- [Your instructions]: Your job is to set down the stretch of entries that opens with the line containing "slab_size, chunk_size, pool_magic));" and closes with the line containing "already zero (see". Keep both end lines, copy each exactly, and add nothing.

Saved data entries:
- - - -
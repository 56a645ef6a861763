use axum::{extract::State, routing::post, Json, Router};
use tracing::instrument;

use crate::{
    auth::jwt::{AuthUser, Identity},
    error::AppError,
    state::AppState,
};

use super::{
    dto::{DiabetesInput, HeartDiseaseInput, PredictInput, PredictionResponse, StrokeInput},
    services,
};

pub fn predict_routes() -> Router<AppState> {
    Router::new()
        .route("/predict", post(predict_diabetes))
        .route("/predict/diabetes", post(predict_diabetes))
        .route("/predict/heart", post(predict_heart))
        .route("/predict/stroke", post(predict_stroke))
}

async fn run<I: PredictInput>(
    state: &AppState,
    identity: &Identity,
    input: I,
) -> Result<Json<PredictionResponse>, AppError> {
    let fields = input.into_fields()?;
    let (outcome, history_id) = services::predict(state, identity, I::DISEASE, &fields).await?;
    Ok(Json(PredictionResponse {
        prediction: outcome.label,
        result: outcome.result,
        prediction_type: outcome.disease,
        history_id,
    }))
}

#[instrument(skip(state, identity, input))]
pub async fn predict_diabetes(
    State(state): State<AppState>,
    AuthUser(identity): AuthUser,
    Json(input): Json<DiabetesInput>,
) -> Result<Json<PredictionResponse>, AppError> {
    run(&state, &identity, input).await
}

#[instrument(skip(state, identity, input))]
pub async fn predict_heart(
    State(state): State<AppState>,
    AuthUser(identity): AuthUser,
    Json(input): Json<HeartDiseaseInput>,
) -> Result<Json<PredictionResponse>, AppError> {
    run(&state, &identity, input).await
}

#[instrument(skip(state, identity, input))]
pub async fn predict_stroke(
    State(state): State<AppState>,
    AuthUser(identity): AuthUser,
    Json(input): Json<StrokeInput>,
) -> Result<Json<PredictionResponse>, AppError> {
    run(&state, &identity, input).await
}
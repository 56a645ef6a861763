use axum::{
    extract::{FromRef, State},
    routing::{get, post},
    Json, Router,
};
use tracing::instrument;

use crate::{
    auth::{
        dto::{AuthResponse, LoginRequest, PublicUser, RegisterRequest},
        jwt::{AuthUser, JwtKeys},
        services,
    },
    error::AppError,
    state::AppState,
};

pub fn auth_routes() -> Router<AppState> {
    Router::new()
        .route("/auth/register", post(register))
        .route("/auth/login", post(login))
}

pub fn me_routes() -> Router<AppState> {
    Router::new().route("/me", get(get_me))
}

#[instrument(skip(state, payload))]
pub async fn register(
    State(state): State<AppState>,
    Json(payload): Json<RegisterRequest>,
) -> Result<Json<AuthResponse>, AppError> {
    let user =
        services::register(&state, &payload.email, &payload.password, payload.is_admin).await?;
    let access_token = JwtKeys::from_ref(&state).issue(&user.email, user.is_admin)?;
    Ok(Json(AuthResponse {
        access_token,
        token_type: "bearer",
        user: user.into(),
    }))
}

#[instrument(skip(state, payload))]
pub async fn login(
    State(state): State<AppState>,
    Json(payload): Json<LoginRequest>,
) -> Result<Json<AuthResponse>, AppError> {
    let (access_token, user) =
        services::authenticate(&state, &payload.email, &payload.password).await?;
    Ok(Json(AuthResponse {
        access_token,
        token_type: "bearer",
        user: user.into(),
    }))
}

#[instrument(skip(state, identity))]
pub async fn get_me(
    State(state): State<AppState>,
    AuthUser(identity): AuthUser,
) -> Result<Json<PublicUser>, AppError> {
    let user = services::current_user(&state, &identity).await?;
    Ok(Json(user.into()))
}
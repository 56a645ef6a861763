//! Users, prediction history and contact messages.

use std::collections::BTreeMap;

use async_trait::async_trait;
use serde::Serialize;
use sqlx::FromRow;
use time::OffsetDateTime;
use uuid::Uuid;

use crate::{
    error::AppError,
    predict::{disease::DiseaseType, gateway::Outcome},
};

#[cfg(test)]
pub mod memory;
pub mod pg;

#[derive(Debug, Clone, Serialize, FromRow)]
pub struct User {
    pub id: Uuid,
    pub email: String,
    #[serde(skip_serializing)]
    pub password_hash: String, // argon2 PHC string
    pub is_admin: bool,
    #[serde(with = "time::serde::rfc3339")]
    pub created_at: OffsetDateTime,
}

#[derive(Debug, Clone, PartialEq, Serialize)]
pub struct PredictionRecord {
    pub id: i64,
    pub owner_id: Uuid,
    pub prediction_type: DiseaseType,
    pub prediction_result: String,
    pub prediction_label: u8,
    pub prediction_value: f64,
    #[serde(with = "time::serde::rfc3339")]
    pub created_at: OffsetDateTime,
}

#[derive(Debug, Clone)]
pub struct NewPrediction {
    pub disease: DiseaseType,
    pub label: u8,
    pub result: String,
    pub value: f64,
}

impl From<&Outcome> for NewPrediction {
    fn from(o: &Outcome) -> Self {
        Self {
            disease: o.disease,
            label: o.label,
            result: o.result.to_string(),
            value: o.value,
        }
    }
}

#[derive(Debug, Clone, Serialize, FromRow)]
pub struct ContactMessage {
    pub id: i64,
    #[serde(skip_serializing)]
    pub owner_id: Uuid,
    pub name: String,
    pub email: String,
    pub subject: String,
    pub message: String,
    #[serde(with = "time::serde::rfc3339")]
    pub created_at: OffsetDateTime,
}

#[derive(Debug, Clone)]
pub struct NewContactMessage {
    pub owner_id: Uuid,
    pub name: String,
    pub email: String,
    pub subject: String,
    pub message: String,
}

#[derive(Debug, Clone, PartialEq, Serialize)]
pub struct LedgerStats {
    pub total_users: i64,
    pub total_predictions: i64,
    pub predictions_by_type: BTreeMap<DiseaseType, i64>,
}

impl LedgerStats {
    /// Starts every disease at zero so absent types still appear. The total
    /// is the sum of the per-type counts, so the two never disagree.
    pub fn with_counts(
        total_users: i64,
        counts: impl IntoIterator<Item = (DiseaseType, i64)>,
    ) -> Self {
        let mut predictions_by_type: BTreeMap<DiseaseType, i64> =
            DiseaseType::ALL.iter().map(|d| (*d, 0)).collect();
        for (d, n) in counts {
            *predictions_by_type.entry(d).or_default() += n;
        }
        let total_predictions = predictions_by_type.values().sum();
        Self {
            total_users,
            total_predictions,
            predictions_by_type,
        }
    }
}

/// Persistent store behind every use case. Each method is one atomic unit.
#[async_trait]
pub trait Ledger: Send + Sync {
    /// Fails with `DuplicateEmail` when the address is taken.
    async fn create_user(
        &self,
        email: &str,
        password_hash: &str,
        is_admin: bool,
    ) -> Result<User, AppError>;
    async fn find_user_by_email(&self, email: &str) -> Result<Option<User>, AppError>;
    async fn list_users(&self) -> Result<Vec<User>, AppError>;

    async fn record(&self, owner_id: Uuid, prediction: &NewPrediction) -> Result<i64, AppError>;
    /// Insertion order.
    async fn list_by_owner(&self, owner_id: Uuid) -> Result<Vec<PredictionRecord>, AppError>;
    async fn list_all(&self) -> Result<Vec<PredictionRecord>, AppError>;
    async fn delete_all_by_owner(&self, owner_id: Uuid) -> Result<u64, AppError>;
    /// Removes the owner's history and messages, then the user. Returns the
    /// number of history rows removed; `UserNotFound` leaves everything intact.
    async fn delete_owner_cascade(&self, owner_id: Uuid) -> Result<u64, AppError>;

    async fn stats(&self) -> Result<LedgerStats, AppError>;
    /// Distinct users with at least one positive result for `disease`.
    async fn cohort(&self, disease: DiseaseType) -> Result<Vec<User>, AppError>;

    async fn submit_message(&self, message: &NewContactMessage)
        -> Result<ContactMessage, AppError>;
    /// Newest first.
    async fn list_messages(&self) -> Result<Vec<ContactMessage>, AppError>;
}
use argon2::{
    password_hash::{PasswordHash, PasswordHasher, PasswordVerifier, SaltString},
    Argon2,
};
use rand::rngs::OsRng;
use tracing::{error, warn};

use crate::error::{AppError, ValidationError};

/// Upper bound on accepted password length, in bytes.
pub const MAX_PASSWORD_LEN: usize = 1024;

pub fn hash_password(plain: &str) -> Result<String, AppError> {
    if plain.is_empty() {
        return Err(ValidationError::out_of_range("password", "must not be empty").into());
    }
    if plain.len() > MAX_PASSWORD_LEN {
        return Err(ValidationError::out_of_range(
            "password",
            format!("must be at most {MAX_PASSWORD_LEN} bytes"),
        )
        .into());
    }
    let salt = SaltString::generate(&mut OsRng);
    let hash = Argon2::default()
        .hash_password(plain.as_bytes(), &salt)
        .map_err(|e| {
            error!(error = %e, "argon2 hash_password error");
            anyhow::anyhow!(e.to_string())
        })?
        .to_string();
    Ok(hash)
}

/// Returns false for a wrong password and for a hash that cannot be parsed.
pub fn verify_password(plain: &str, hash: &str) -> bool {
    let parsed = match PasswordHash::new(hash) {
        Ok(p) => p,
        Err(e) => {
            warn!(error = %e, "argon2 parse hash error");
            return false;
        }
    };
    Argon2::default()
        .verify_password(plain.as_bytes(), &parsed)
        .is_ok()
}

#[cfg(test)]
mod tests {
    use super::*;

    #[test]
    fn hash_and_verify_roundtrip() {
        let password = "Secur3P@ssw0rd!";
        let hash = hash_password(password).expect("hashing should succeed");
        assert!(verify_password(password, &hash));
    }

    #[test]
    fn verify_rejects_wrong_password() {
        let hash = hash_password("correct-horse-battery-staple").expect("hashing should succeed");
        assert!(!verify_password("wrong-password", &hash));
    }

    #[test]
    fn same_password_gets_a_fresh_salt() {
        let a = hash_password("pw").unwrap();
        let b = hash_password("pw").unwrap();
        assert_ne!(a, b);
        assert!(verify_password("pw", &a));
        assert!(verify_password("pw", &b));
    }

    #[test]
    fn malformed_hash_is_false_not_error() {
        assert!(!verify_password("anything", "not-a-valid-hash"));
        assert!(!verify_password("anything", ""));
    }

    #[test]
    fn rejects_empty_and_oversized_input() {
        assert!(matches!(
            hash_password(""),
            Err(AppError::Validation(ValidationError::OutOfRange { .. }))
        ));
        let long = "x".repeat(MAX_PASSWORD_LEN + 1);
        assert!(matches!(
            hash_password(&long),
            Err(AppError::Validation(ValidationError::OutOfRange { .. }))
        ));
    }
}
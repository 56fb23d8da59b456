// SPDX-License-Identifier: Apache-2.0 OR MIT
// Copyright (c) 2025-2026 naskel.com

//! Slab-based byte-buffer allocator.
//!
//! A [`Pool`] hands out reference-counted byte buffers ([`Chunk`]) drawn from
//! a small number of fixed chunk sizes ("size classes"), each backed by
//! fixed-size memory regions ("slabs") that are subdivided into chunks on
//! first use and recycled once every chunk in them is returned. See
//! `SPEC_FULL.md` for the full design and `DESIGN.md` for how each piece maps
//! back to prior art.
//!
//! Not thread-safe: callers needing concurrent access must synchronize
//! externally (see `SPEC_FULL.md` §5).

mod chunk_info;
mod error;
mod pool;
mod size_class;
mod slab;

pub use error::{PoolError, PoolResult};
pub use pool::{Chunk, Pool};
pub use slab::FOOTER_LEN;
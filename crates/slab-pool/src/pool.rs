// SPDX-License-Identifier: Apache-2.0 OR MIT
// Copyright (c) 2025-2026 naskel.com

//! Top-level allocator: owns the size classes, routes requests to the
//! smallest one that fits, and reverse-maps returned buffers to their slab.

use crate::error::{PoolError, PoolResult};
use crate::size_class::SizeClass;
use crate::slab::FOOTER_LEN;

/// An allocated chunk handle returned by [`Pool::get`].
///
/// Carries no borrow of the pool — just the indices needed to resolve the
/// owning slab again in O(1). Use [`Pool::bytes`]/[`Pool::bytes_mut`] to read
/// or write through it, and [`Pool::put`]/[`Pool::inc_ref`]/[`Pool::dec_ref`]
/// to manage its lifetime.
#[derive(Debug, Clone, Copy, PartialEq, Eq)]
pub struct Chunk {
    pool_magic: u64,
    class_index: usize,
    slab_index: usize,
    chunk_index: usize,
    len: usize,
}

impl Chunk {
    /// Length in bytes of the caller-visible view (the `size` passed to
    /// [`Pool::get`]).
    pub fn len(&self) -> usize {
        self.len
    }

    pub fn is_empty(&self) -> bool {
        self.len == 0
    }
}

/// Slab-based byte-buffer allocator.
///
/// See the crate-level documentation and `SPEC_FULL.md` for the full
/// contract. All operations are O(1) except slab creation, which is
/// O(chunk_count) for free-list initialization, and none of them may be
/// invoked concurrently on the same `Pool` (see SPEC_FULL.md §5).
pub struct Pool {
    classes: Vec<SizeClass>,
    slab_size: usize,
    chunk_size_min: usize,
    chunk_size_max: usize,
    pool_magic: u64,
}

fn validate_params(
    slab_size: usize,
    chunk_size_min: usize,
    chunk_size_max: usize,
    factor: f64,
) -> PoolResult<()> {
    if chunk_size_min == 0 || chunk_size_min > chunk_size_max {
        return Err(PoolError::BadConfig(
            "chunk_size_min must be > 0 and <= chunk_size_max",
        ));
    }
    if slab_size < chunk_size_max {
        return Err(PoolError::BadConfig(
            "slab_size must be >= chunk_size_max",
        ));
    }
    if factor <= 1.0 {
        return Err(PoolError::BadConfig("factor must be greater than 1"));
    }
    if ((chunk_size_min as f64) * factor) as usize == chunk_size_min {
        return Err(PoolError::BadConfig(
            "factor too close to 1: geometric progression would stall",
        ));
    }
    Ok(())
}

impl Pool {
    /// Create a new pool.
    ///
    /// `classes` are populated for `chunk_size = chunk_size_min`, then
    /// `chunk_size = floor(chunk_size * factor)` repeatedly, stopping once
    /// `chunk_size >= chunk_size_max`.
    pub fn new(
        slab_size: usize,
        chunk_size_min: usize,
        chunk_size_max: usize,
        factor: f64,
    ) -> PoolResult<Self> {
        validate_params(slab_size, chunk_size_min, chunk_size_max, factor)?;

        let pool_magic = fastrand::u64(..);
        let mut classes = Vec::new();
        let mut chunk_size = chunk_size_min;
        while chunk_size < chunk_size_max {
            let class_index = classes.len() as u32;
            classes.push(SizeClass::new(class_index, slab_size, chunk_size, pool_magic));
            chunk_size = ((chunk_size as f64) * factor) as usize;
        }
        // The geometric progression rarely lands exactly on chunk_size_max;
        // always add a final class there so every size in
        // 1..=chunk_size_max is routable.
        let class_index = classes.len() as u32;
        classes.push(SizeClass::new(
            class_index,
            slab_size,
            chunk_size_max,
            pool_magic,
        ));

        log::debug!(
            "[slab_pool] pool created: slab_size={slab_size} chunk_size_min={chunk_size_min} chunk_size_max={chunk_size_max} classes={}",
            classes.len()
        );

        Ok(Self {
            classes,
            slab_size,
            chunk_size_min,
            chunk_size_max,
            pool_magic,
        })
    }

    pub fn slab_size(&self) -> usize {
        self.slab_size
    }

    pub fn chunk_size_min(&self) -> usize {
        self.chunk_size_min
    }

    pub fn chunk_size_max(&self) -> usize {
        self.chunk_size_max
    }

    /// Smallest size-class index whose chunk size is `>= size`.
    fn class_for(&self, size: usize) -> usize {
        self.classes.partition_point(|c| c.chunk_size() < size)
    }

    /// Allocate a chunk able to hold `size` bytes.
    pub fn get(&mut self, size: usize) -> PoolResult<Chunk> {
        if size == 0 || size > self.chunk_size_max {
            return Err(PoolError::BadSize {
                requested: size,
                max: self.chunk_size_max,
            });
        }

        let class_index = self.class_for(size);
        let (slab_index, chunk_index) = self.classes[class_index].alloc_chunk();
        log::trace!(
            "[slab_pool] get({size}) -> class={class_index} slab={slab_index} chunk={chunk_index}"
        );
        Ok(Chunk {
            pool_magic: self.pool_magic,
            class_index,
            slab_index,
            chunk_index,
            len: size,
        })
    }

    /// Release a chunk, equivalent to `dec_ref`.
    pub fn put(&mut self, chunk: Chunk) -> PoolResult<()> {
        self.dec_ref(&chunk)
    }

    /// Increase a chunk's reference count.
    ///
    /// # Panics
    /// Panics if the chunk's refcount is already zero (see
    /// [`crate::chunk_info::ChunkInfo::inc_ref`]); this indicates a
    /// programming error, not caller misuse of the public API.
    pub fn inc_ref(&mut self, chunk: &Chunk) -> PoolResult<()> {
        self.validate_handle(chunk)?;
        self.classes[chunk.class_index].inc_ref(chunk.slab_index, chunk.chunk_index);
        Ok(())
    }

    /// Decrease a chunk's reference count, recycling it once it reaches
    /// zero.
    ///
    /// # Panics
    /// Panics on double free (see
    /// [`crate::chunk_info::ChunkInfo::dec_ref`]).
    pub fn dec_ref(&mut self, chunk: &Chunk) -> PoolResult<()> {
        self.validate_handle(chunk)?;
        self.classes[chunk.class_index].dec_ref(chunk.slab_index, chunk.chunk_index);
        Ok(())
    }

    /// Read-only view of a chunk's bytes.
    pub fn bytes(&self, chunk: &Chunk) -> PoolResult<&[u8]> {
        self.validate_handle(chunk)?;
        Ok(self.classes[chunk.class_index]
            .slab(chunk.slab_index)
            .chunk_bytes(chunk.chunk_index, chunk.len))
    }

    /// Mutable view of a chunk's bytes.
    pub fn bytes_mut(&mut self, chunk: &Chunk) -> PoolResult<&mut [u8]> {
        self.validate_handle(chunk)?;
        Ok(self.classes[chunk.class_index]
            .slab_mut(chunk.slab_index)
            .chunk_bytes_mut(chunk.chunk_index, chunk.len))
    }

    /// The chunk's full reserved extent (start to end of the slab's backing
    /// memory, footer included). Pair with [`Pool::locate_raw`] to recover a
    /// chunk's identity from a buffer that outlived its [`Chunk`] handle —
    /// e.g. after round-tripping the bytes through storage or an IPC
    /// boundary that doesn't carry Rust types.
    pub fn chunk_extended(&self, chunk: &Chunk) -> PoolResult<&[u8]> {
        self.validate_handle(chunk)?;
        Ok(self.classes[chunk.class_index]
            .slab(chunk.slab_index)
            .chunk_extended(chunk.chunk_index))
    }

    /// Count of not-yet-allocated chunks across every slab in the size class
    /// that would serve a request of `size` bytes. Useful for capacity
    /// monitoring; not part of the allocation fast path.
    pub fn free_chunks(&self, size: usize) -> PoolResult<usize> {
        if size == 0 || size > self.chunk_size_max {
            return Err(PoolError::BadSize {
                requested: size,
                max: self.chunk_size_max,
            });
        }
        let class = &self.classes[self.class_for(size)];
        Ok((0..class.slab_count())
            .map(|i| class.slab(i).free_count())
            .sum())
    }

    /// Validate that a handle was issued by this pool and still addresses a
    /// live slab/chunk slot. The magic check alone rejects foreign chunks in
    /// O(1) before any indexing happens (scenario E: cross-pool rejection).
    fn validate_handle(&self, chunk: &Chunk) -> PoolResult<()> {
        if chunk.pool_magic != self.pool_magic {
            return Err(PoolError::BadChunk(
                "magic number not matched, a chunk not allocated from this pool?",
            ));
        }
        if chunk.len == 0 || chunk.len > self.chunk_size_max {
            return Err(PoolError::BadChunk("chunk size out of range"));
        }
        if chunk.class_index >= self.classes.len() {
            return Err(PoolError::BadChunk("chunk references an unknown size class"));
        }
        Ok(())
    }

    /// Resolve the owning `(class_index, slab_index, chunk_index)` for a raw
    /// byte region whose length is the chunk's full reserved capacity
    /// (i.e. from the chunk's start to the end of its slab's backing memory,
    /// footer included) — the byte-oriented reverse-lookup path described in
    /// SPEC_FULL.md §4.3/§4.4, kept for buffers recovered without a live
    /// [`Chunk`] handle.
    pub fn locate_raw(&self, chunk_capacity_view: &[u8]) -> PoolResult<(usize, usize, usize)> {
        if chunk_capacity_view.len() <= FOOTER_LEN {
            return Err(PoolError::BadChunk(
                "chunk capacity should not be truncated to the footer length or below",
            ));
        }

        let footer = &chunk_capacity_view[chunk_capacity_view.len() - FOOTER_LEN..];
        let magic = u64::from_be_bytes(footer[0..8].try_into().unwrap());
        if magic != self.pool_magic {
            return Err(PoolError::BadChunk(
                "magic number not matched, a chunk not allocated from this pool?",
            ));
        }
        let slab_id = u64::from_be_bytes(footer[8..16].try_into().unwrap());
        let class_index = (slab_id >> 32) as usize;
        let slab_index = (slab_id & 0xFFFF_FFFF) as usize;

        let class = self
            .classes
            .get(class_index)
            .ok_or(PoolError::BadChunk("chunk references an unknown size class"))?;
        if slab_index >= class.slab_count() {
            return Err(PoolError::BadChunk("chunk references an unknown slab"));
        }
        let slab = class.slab(slab_index);

        let underlying_capacity = chunk_capacity_view.len();
        let chunk_index =
            (slab.slab_size() + FOOTER_LEN - underlying_capacity) / slab.chunk_size();
        Ok((class_index, slab_index, chunk_index))
    }
}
- - - -
- [Expected answer]:
            classes.push(SizeClass::new(class_index, slab_size, chunk_size, pool_magic));
            chunk_size = ((chunk_size as f64) * factor) as usize;
        }
        // The geometric progression rarely lands exactly on chunk_size_max;
        // always add a final class there so every size in
        // 1..=chunk_size_max is routable.
        let class_index = classes.len() as u32;
        classes.push(SizeClass::new(
            class_index,
            slab_size,
            chunk_size_max,
            pool_magic,
        ));

        log::debug!(
            "[slab_pool] pool created: slab_size={slab_size} chunk_size_min={chunk_size_min} chunk_size_max={chunk_size_max} classes={}",
            classes.len()
        );

        Ok(Self {
            classes,
            slab_size,
            chunk_size_min,
            chunk_size_max,
            pool_magic,
        })
    }

    pub fn slab_size(&self) -> usize {
        self.slab_size
    }

    pub fn chunk_size_min(&self) -> usize {
        self.chunk_size_min
    }

    pub fn chunk_size_max(&self) -> usize {
        self.chunk_size_max
    }

    /// Smallest size-class index whose chunk size is `>= size`.
    fn class_for(&self, size: usize) -> usize {
        self.classes.partition_point(|c| c.chunk_size() < size)
    }

    /// Allocate a chunk able to hold `size` bytes.
    pub fn get(&mut self, size: usize) -> PoolResult<Chunk> {
        if size == 0 || size > self.chunk_size_max {
            return Err(PoolError::BadSize {
                requested: size,
                max: self.chunk_size_max,
            });
        }

        let class_index = self.class_for(size);
        let (slab_index, chunk_index) = self.classes[class_index].alloc_chunk();
        log::trace!(
            "[slab_pool] get({size}) -> class={class_index} slab={slab_index} chunk={chunk_index}"
        );
        Ok(Chunk {
            pool_magic: self.pool_magic,
            class_index,
            slab_index,
            chunk_index,
            len: size,
        })
    }

    /// Release a chunk, equivalent to `dec_ref`.
    pub fn put(&mut self, chunk: Chunk) -> PoolResult<()> {
        self.dec_ref(&chunk)
    }

    /// Increase a chunk's reference count.
    ///
    /// # Panics
    /// Panics if the chunk's refcount is already zero (see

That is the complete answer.